On appelle valeur le sens d'une unité linguistique considéré comme le produit des relations que cette unité entretient avec les autres unités du système, et non pas comme un contenu intrinsèque. C'est Ferdinand de Saussure qui a le premier utilisé cette notion, qu'il illustrait par une comparaison de la langue avec le jeu d'échecs : n'importe quelle pièce de ce jeu, ou son support, ou le matériau dans lequel ils sont faits sont parfaitement indifférents au déroulement de la partie, pourvu que les joueurs se soient accordés sur la « valeur » à donner à l'élément. De même, dans la langue, un élément ne s'identifie que par la valeur dont l'a nanti la communauté des usagers, à savoir le champ de fonctionnement qu'il recouvre à l'intérieur du système sémiologique.

C'est en cela que la notion est étroitement rattachée à l'arbitraire et au système.
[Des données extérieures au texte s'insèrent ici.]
//! Node-level dependency snapshot derived from port connections

use std::collections::{HashMap, HashSet, VecDeque};

use petgraph::algo::is_cyclic_directed;
use petgraph::graph::{DiGraph, NodeIndex};
use petgraph::Direction;

use crate::error::{PipeGraphError, Result};
use crate::graph::ProcessingGraph;
use crate::port::NodeId;

/// Immutable snapshot of the node-to-node dependency relation.
///
/// A predecessor of N is any node with an output port connected to one of
/// N's input ports. Edges point producer → consumer and are deduplicated
/// even when two nodes are wired together through several port pairs.
#[derive(Debug)]
pub struct DependencyDag {
    graph: DiGraph<NodeId, ()>,
    indices: HashMap<NodeId, NodeIndex>,
    names: HashMap<NodeId, String>,
    up_to_date: HashMap<NodeId, bool>,
}

impl DependencyDag {
    /// Snapshot the dependency relation of `source`.
    pub fn build(source: &ProcessingGraph) -> Self {
        let mut graph = DiGraph::new();
        let mut indices = HashMap::new();
        let mut names = HashMap::new();
        let mut up_to_date = HashMap::new();

        for node in source.nodes() {
            let index = graph.add_node(node.id);
            indices.insert(node.id, index);
            names.insert(node.id, node.name.clone());
            up_to_date.insert(node.id, node.is_up_to_date());
        }

        let mut seen = HashSet::new();
        for node in source.nodes() {
            for port in node.outputs() {
                for peer in port.peers() {
                    if !indices.contains_key(&peer.node) {
                        continue;
                    }
                    if seen.insert((node.id, peer.node)) {
                        graph.add_edge(indices[&node.id], indices[&peer.node], ());
                    }
                }
            }
        }

        Self {
            graph,
            indices,
            names,
            up_to_date,
        }
    }

    pub fn node_count(&self) -> usize {
        self.graph.node_count()
    }

    pub fn edge_count(&self) -> usize {
        self.graph.edge_count()
    }

    /// Validate that the snapshot is acyclic.
    pub fn validate_acyclic(&self) -> Result<()> {
        if is_cyclic_directed(&self.graph) {
            // Find a cycle for better error message
            let cycle_info = self.find_cycle();
            return Err(PipeGraphError::CycleDetected(cycle_info));
        }
        Ok(())
    }

    fn name(&self, id: NodeId) -> &str {
        self.names.get(&id).map(String::as_str).unwrap_or("?")
    }

    /// Find a cycle in the graph for error reporting
    fn find_cycle(&self) -> String {
        // Simple DFS to find cycle
        let mut visited = HashMap::new();
        let mut path = Vec::new();

        for node in self.graph.node_indices() {
            if !visited.contains_key(&node) {
                if let Some(cycle) = self.dfs_find_cycle(node, &mut visited, &mut path) {
                    return cycle;
                }
            }
        }

        "Unknown cycle".to_string()
    }

    fn dfs_find_cycle(
        &self,
        node: NodeIndex,
        visited: &mut HashMap<NodeIndex, bool>,
        path: &mut Vec<String>,
    ) -> Option<String> {
        if let Some(&in_path) = visited.get(&node) {
            if in_path {
                // Found cycle
                path.push(self.name(self.graph[node]).to_string());
                return Some(path.join(" -> "));
            }
            return None;
        }

        visited.insert(node, true);
        path.push(self.name(self.graph[node]).to_string());

        for neighbor in self.graph.neighbors(node) {
            if let Some(cycle) = self.dfs_find_cycle(neighbor, visited, path) {
                return Some(cycle);
            }
        }

        path.pop();
        visited.insert(node, false);
        None
    }

    /// Kahn pass over the ancestor closure of `start`, seeded from nodes
    /// with no remaining successors inside the closure.
    ///
    /// The returned order runs from the start set toward the sources; the
    /// scheduler executes its reverse. Up-to-date nodes are visited but not
    /// included. Closure members that never become eligible sit on a cycle
    /// and are reported, never silently dropped.
    pub fn visitation_order(&self, start: &[NodeId]) -> Result<Vec<NodeId>> {
        let mut stack = Vec::with_capacity(start.len());
        for id in start {
            let index = self
                .indices
                .get(id)
                .copied()
                .ok_or(PipeGraphError::UnknownNode(id.0))?;
            stack.push(index);
        }

        // Ancestor closure: the start nodes and their transitive producers
        let mut closure: HashSet<NodeIndex> = HashSet::new();
        while let Some(index) = stack.pop() {
            if closure.insert(index) {
                for pred in self.graph.neighbors_directed(index, Direction::Incoming) {
                    if !closure.contains(&pred) {
                        stack.push(pred);
                    }
                }
            }
        }

        // Sorted by node id so the schedule is deterministic
        let mut members: Vec<NodeIndex> = closure.iter().copied().collect();
        members.sort_by_key(|&index| self.graph[index]);

        let mut remaining: HashMap<NodeIndex, usize> = members
            .iter()
            .map(|&index| {
                let successors = self
                    .graph
                    .neighbors_directed(index, Direction::Outgoing)
                    .filter(|s| closure.contains(s))
                    .count();
                (index, successors)
            })
            .collect();

        let mut queue: VecDeque<NodeIndex> = members
            .iter()
            .copied()
            .filter(|index| remaining[index] == 0)
            .collect();

        let mut order = Vec::new();
        let mut popped: HashSet<NodeIndex> = HashSet::new();
        while let Some(index) = queue.pop_front() {
            popped.insert(index);
            let id = self.graph[index];
            if !self.up_to_date.get(&id).copied().unwrap_or(false) {
                order.push(id);
            }
            for pred in self.graph.neighbors_directed(index, Direction::Incoming) {
                if !closure.contains(&pred) {
                    continue;
                }
                let count = remaining
                    .get_mut(&pred)
                    .expect("every closure member has a successor count");
                *count -= 1;
                if *count == 0 {
                    queue.push_back(pred);
                }
            }
        }

        if popped.len() < members.len() {
            let leftover: Vec<&str> = members
                .iter()
                .filter(|index| !popped.contains(index))
                .map(|&index| self.name(self.graph[index]))
                .collect();
            return Err(PipeGraphError::CycleDetected(format!(
                "nodes never became schedulable: {}",
                leftover.join(", ")
            )));
        }

        Ok(order)
    }
}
Pour le premier de ces deux concepts, on se rappellera que ce n'est pas la chose qui détermine la valeur, même si on a l'impression qu'un signe recouvre une réalité objective : c'est seulement le consensus, et notamment, par une détermination négative, le fait qu'un signe n'est pas l'équivalent d'un autre signe. C'est le jeu des oppositions intrasystémiques qui fonde la signification.

Car, pour Saussure, si la valeur est un fait de langue, la signification est un fait de parole (au sens où il prenait ces deux termes : langue = organisation abstraite, parole = utilisation effective de la langue). Ainsi, le mot français « mouton » peut avoir la même signification que le mot anglais mutton dans des phrases comme « j'ai mangé du mouton » et I ate mutton par exemple ; il peut aussi avoir la même signification que le mot anglais sheep dans des phrases comme « j'ai vu un mouton » et I saw a sheep par exemple. Mais jamais ces termes n'auront la même valeur, car ils ne coexistent pas, dans leurs systèmes respectifs, avec les mêmes unités. En particulier, pour ce qui concerne le champ des animaux domestiques comestibles, « mouton » coexiste simplement avec « bœuf », « veau », etc., alors que mutton est inséré dans un système double : sheep, ox, calf/mutton, beef, veal.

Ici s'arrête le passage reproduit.